### Provided information ###

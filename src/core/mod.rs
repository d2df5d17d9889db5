//! Deduplication core: data model, identity keys and the keep-first rule

pub mod deduplicator;
pub mod error;
pub mod identity;
pub mod model;

pub use deduplicator::{deduplicate, Cleaned, DayStats, DedupReport, Deduplicator};
pub use error::DedupError;
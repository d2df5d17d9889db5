//! Human-facing progress and summary lines

use crate::core::deduplicator::{DayStats, DedupReport};

const RULE_WIDTH: usize = 60;

pub fn print_banner() {
    println!("Presence History Cleanup (Rust Edition)");
    println!("Removes duplicate presences within each day");
    println!();
}

/// One line per day whose presence count changed
pub fn format_day_fix(stats: &DayStats) -> String {
    format!(
        "🧹 {}: {} → {} (removed {} duplicate{})",
        stats.date,
        stats.before,
        stats.after,
        stats.removed(),
        if stats.removed() == 1 { "" } else { "s" }
    )
}

pub fn print_summary(report: &DedupReport) {
    let rule = "=".repeat(RULE_WIDTH);
    println!("{}", rule);
    println!("CLEANUP SUMMARY");
    println!("{}", rule);
    println!("Total dates processed: {}", report.total_days);
    println!("Dates with duplicates: {}", report.fixed_days().count());
    println!("Total presences BEFORE: {}", report.total_before());
    println!("Total presences AFTER: {}", report.total_after());
    println!("Duplicates REMOVED: {}", report.removed());
    println!("{}", rule);
    println!();
}
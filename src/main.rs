use anyhow::Result;
use clap::Parser;
use std::path::PathBuf;
use tracing_subscriber::{fmt, EnvFilter};

use presence_dedup::prelude::*;

#[derive(Parser)]
#[command(name = "presence_dedup")]
#[command(about = "Remove duplicate presences from a presence-history JSON file", long_about = None)]
struct Cli {
    /// History file to clean
    #[arg(default_value = "presence-history.json")]
    input: PathBuf,

    /// Where to write the cleaned history (default: <input>-cleaned.json)
    #[arg(short, long, conflicts_with = "in_place")]
    output: Option<PathBuf>,

    /// Overwrite the input file with the cleaned history
    #[arg(long)]
    in_place: bool,

    /// Backup file for the original history (default: <input>-backup-<UTC timestamp>.json).
    /// An existing file is never overwritten.
    #[arg(long, conflicts_with = "no_backup")]
    backup: Option<PathBuf>,

    /// Do not copy the original file before writing
    #[arg(long)]
    no_backup: bool,

    /// Also drop presences of the same person less than this many milliseconds apart
    #[arg(long, default_value_t = 0)]
    tolerance_ms: u64,

    /// Report duplicates without writing any file
    #[arg(long)]
    dry_run: bool,

    /// Write a plain-text cleanup report to this file
    #[arg(long)]
    report: Option<PathBuf>,

    /// Verbose output (logs every removed presence)
    #[arg(short, long)]
    verbose: bool,

    /// Run in batch mode (no progress bar)
    #[arg(long)]
    batch: bool,
}

fn main() -> Result<()> {
    let cli = Cli::parse();

    let log_level = if cli.verbose { "debug" } else { "info" };
    let filter = EnvFilter::try_from_default_env().unwrap_or_else(|_| EnvFilter::new(log_level));
    fmt()
        .with_env_filter(filter)
        .with_target(false)
        .with_writer(std::io::stderr)
        .init();

    print_banner();

    let backup = if cli.no_backup {
        BackupMode::Disabled
    } else {
        cli.backup.map(BackupMode::At).unwrap_or_default()
    };
    let options = RunOptions {
        input: cli.input,
        output: cli.output,
        in_place: cli.in_place,
        backup,
        tolerance_ms: cli.tolerance_ms,
        dry_run: cli.dry_run,
        report: cli.report,
        show_progress: !cli.batch,
    };

    let outcome = run(&options)?;

    if outcome.report.has_duplicates() && !options.dry_run {
        println!();
        println!("✅ Removed {} duplicate presence(s)", outcome.report.removed());
    }
    let written = outcome.written();
    if !written.is_empty() {
        println!("Files written:");
        if let Some(ref backup) = outcome.backup {
            println!("   {} (backup of original)", backup.display());
        }
        if let Some(ref output) = outcome.output {
            println!("   {} (cleaned version)", output.display());
        }
        if let Some(ref report_file) = outcome.report_file {
            println!("   {} (report)", report_file.display());
        }
    }

    Ok(())
}
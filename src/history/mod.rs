//! Reading and writing presence-history files

pub mod history_file;

pub use history_file::{backup_history, default_backup_path, default_output_path, load_history, save_history};
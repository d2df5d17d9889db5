//! Console output and report writing

pub mod console;
pub mod report_writer;

pub use console::{format_day_fix, print_banner, print_summary};
pub use report_writer::write_report;
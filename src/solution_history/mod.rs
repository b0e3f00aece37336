use nalgebra::DVector;

use crate::{error::DiffstepError, System};

pub mod memory;
pub mod no_history;

pub use memory::MemorySolutionHistory;
pub use no_history::NoSolutionHistory;

/// A snapshot of a system at one time index: its state vector, time and step size.
pub struct Snapshot<S: System> {
    pub solution: DVector<S::T>,
    pub time: S::T,
    pub deltat: S::T,
}

impl<S: System> Clone for Snapshot<S> {
    fn clone(&self) -> Self {
        Self {
            solution: self.solution.clone(),
            time: self.time,
            deltat: self.deltat,
        }
    }
}

impl<S: System> Snapshot<S> {
    pub fn capture(system: &S) -> Self {
        Self {
            solution: system.solution().clone(),
            time: system.time(),
            deltat: system.deltat(),
        }
    }

    pub fn restore(&self, system: &mut S) {
        system.solution_mut().copy_from(&self.solution);
        system.set_time(self.time);
        system.set_deltat(self.deltat);
    }
}

/// A record of the trajectory of a [System], keyed by time index.
///
/// Time solvers store a snapshot after every committed step and retrieve them in reverse order during adjoint
/// sweeps. A history handed to a time solver is always copied with [SolutionHistory::clone_box], so the solver
/// never shares history state with its caller.
pub trait SolutionHistory<S: System> {
    /// Capture the current state of `system` against `index`, replacing any earlier snapshot at that index.
    fn store(&mut self, index: usize, system: &S);

    /// Overwrite the state of `system` with the snapshot stored at `index`.
    fn retrieve(&self, index: usize, system: &mut S) -> Result<(), DiffstepError>;

    fn contains(&self, index: usize) -> bool;

    /// Number of stored snapshots.
    fn len(&self) -> usize;

    fn is_empty(&self) -> bool {
        self.len() == 0
    }

    fn clear(&mut self);

    /// An independent deep copy of this history.
    fn clone_box(&self) -> Box<dyn SolutionHistory<S>>;
}

impl<S: System> Clone for Box<dyn SolutionHistory<S>> {
    fn clone(&self) -> Self {
        self.clone_box()
    }
}
use serde::{Deserialize, Serialize};

use crate::{LinearSolverKind, NewtonConfig};

/// The command-line option that scopes solver naming by system name.
pub const SOLVER_SYSTEM_NAMES_OPTION: &str = "--solver-system-names";

/// Options of a time solver and the solvers it builds.
#[derive(Clone, Debug, PartialEq, Serialize, Deserialize)]
#[serde(default)]
pub struct TimeSolverConfig {
    /// Suppress per-step logging.
    pub quiet: bool,
    /// How many times a step may be retried with a halved step size after the nonlinear solver fails.
    pub reduce_deltat_on_diffsolver_failure: u32,
    /// Scope the naming of the linear solver with `"<system name>_"`.
    pub solver_system_names: bool,
    pub newton: NewtonConfig,
    pub linear_solver: LinearSolverKind,
}

impl Default for TimeSolverConfig {
    fn default() -> Self {
        Self {
            quiet: true,
            reduce_deltat_on_diffsolver_failure: 0,
            solver_system_names: false,
            newton: NewtonConfig::default(),
            linear_solver: LinearSolverKind::default(),
        }
    }
}

impl TimeSolverConfig {
    /// Default options, with [Self::solver_system_names] set if `--solver-system-names` appears in `args`.
    /// All other arguments are ignored.
    pub fn from_args<I, A>(args: I) -> Self
    where
        I: IntoIterator<Item = A>,
        A: AsRef<str>,
    {
        let solver_system_names = args
            .into_iter()
            .any(|arg| arg.as_ref() == SOLVER_SYSTEM_NAMES_OPTION);
        Self {
            solver_system_names,
            ..Default::default()
        }
    }

    /// The prefix passed to the linear solver's `init` for a system called `system_name`.
    pub fn solver_prefix(&self, system_name: &str) -> Option<String> {
        if self.solver_system_names {
            Some(format!("{}_", system_name))
        } else {
            None
        }
    }
}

###

Every line that contains "DedupReport" should be copied out of the data.

pub use deduplicator::{deduplicate, Cleaned, DayStats, DedupReport, Deduplicator};
use crate::core::deduplicator::{DayStats, DedupReport};
pub fn print_summary(report: &DedupReport) {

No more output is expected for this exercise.